### [Exercise details]
What lines below hold the string "Codes"? Copy them all.

━━━ Task inputs

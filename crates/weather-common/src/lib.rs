//! Common types and utilities shared across the airport weather services.

pub mod airport;
pub mod error;

pub use airport::AirportRecord;
pub use error::{WeatherError, WeatherResult};
//! Units of work run by the dispatcher.

use std::collections::BTreeSet;

use serde::{Deserialize, Serialize};

use weather_common::{AirportRecord, WeatherResult};

use crate::frequency::HealthSnapshot;
use crate::observation::ObservationPoint;
use crate::record::AtmosphericRecord;
use crate::service::AtmosphereService;

/// One inbound operation with its plain parameters.
#[derive(Debug, Clone)]
pub enum Task {
    QueryWeather {
        iata: String,
        radius: Option<String>,
    },
    UpdateWeather {
        iata: String,
        point_type: String,
        point: ObservationPoint,
    },
    AddAirport {
        iata: String,
        latitude: String,
        longitude: String,
    },
    RemoveAirport {
        iata: String,
    },
    ListAirports,
    GetAirport {
        iata: String,
    },
    HealthCheck,
    Reset,
}

/// Typed result of a finished task.
#[derive(Debug, Clone)]
pub enum TaskOutput {
    Weather(Vec<AtmosphericRecord>),
    Updated,
    Airport(AirportRecord),
    MaybeAirport(Option<AirportRecord>),
    Codes(BTreeSet<String>),
    Health(HealthSnapshot),
    Reset { airports: usize },
}

/// Task lifecycle: `Submitted -> Running -> Completed | Failed`.
#[derive(Debug, Clone, Copy, PartialEq, Eq, Serialize, Deserialize)]
#[serde(rename_all = "lowercase")]
pub enum TaskState {
    Submitted,
    Running,
    Completed,
    Failed,
}

impl Task {
    /// Stable name used in logs, metrics and the ledger.
    pub fn operation(&self) -> &'static str {
        match self {
            Task::QueryWeather { .. } => "query-weather",
            Task::UpdateWeather { .. } => "update-weather",
            Task::AddAirport { .. } => "add-airport",
            Task::RemoveAirport { .. } => "remove-airport",
            Task::ListAirports => "list-airports",
            Task::GetAirport { .. } => "get-airport",
            Task::HealthCheck => "health-check",
            Task::Reset => "reset",
        }
    }

    pub async fn execute(self, service: &AtmosphereService) -> WeatherResult<TaskOutput> {
        let output = match self {
            Task::QueryWeather { iata, radius } => {
                TaskOutput::Weather(service.weather(&iata, radius.as_deref()).await?)
            }
            Task::UpdateWeather {
                iata,
                point_type,
                point,
            } => {
                service.update_weather(&iata, &point_type, point).await?;
                TaskOutput::Updated
            }
            Task::AddAirport {
                iata,
                latitude,
                longitude,
            } => TaskOutput::Airport(service.add_airport(&iata, &latitude, &longitude).await?),
            Task::RemoveAirport { iata } => {
                TaskOutput::Airport(service.delete_airport(&iata).await?)
            }
            Task::ListAirports => TaskOutput::Codes(service.airport_codes().await),
            Task::GetAirport { iata } => TaskOutput::MaybeAirport(service.airport(&iata).await),
            Task::HealthCheck => TaskOutput::Health(service.ping().await),
            Task::Reset => TaskOutput::Reset {
                airports: service.reset().await,
            },
        };
        Ok(output)
    }
}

━━━━━━

### [Written answer]
    Codes(BTreeSet<String>),
            Task::ListAirports => TaskOutput::Codes(service.airport_codes().await),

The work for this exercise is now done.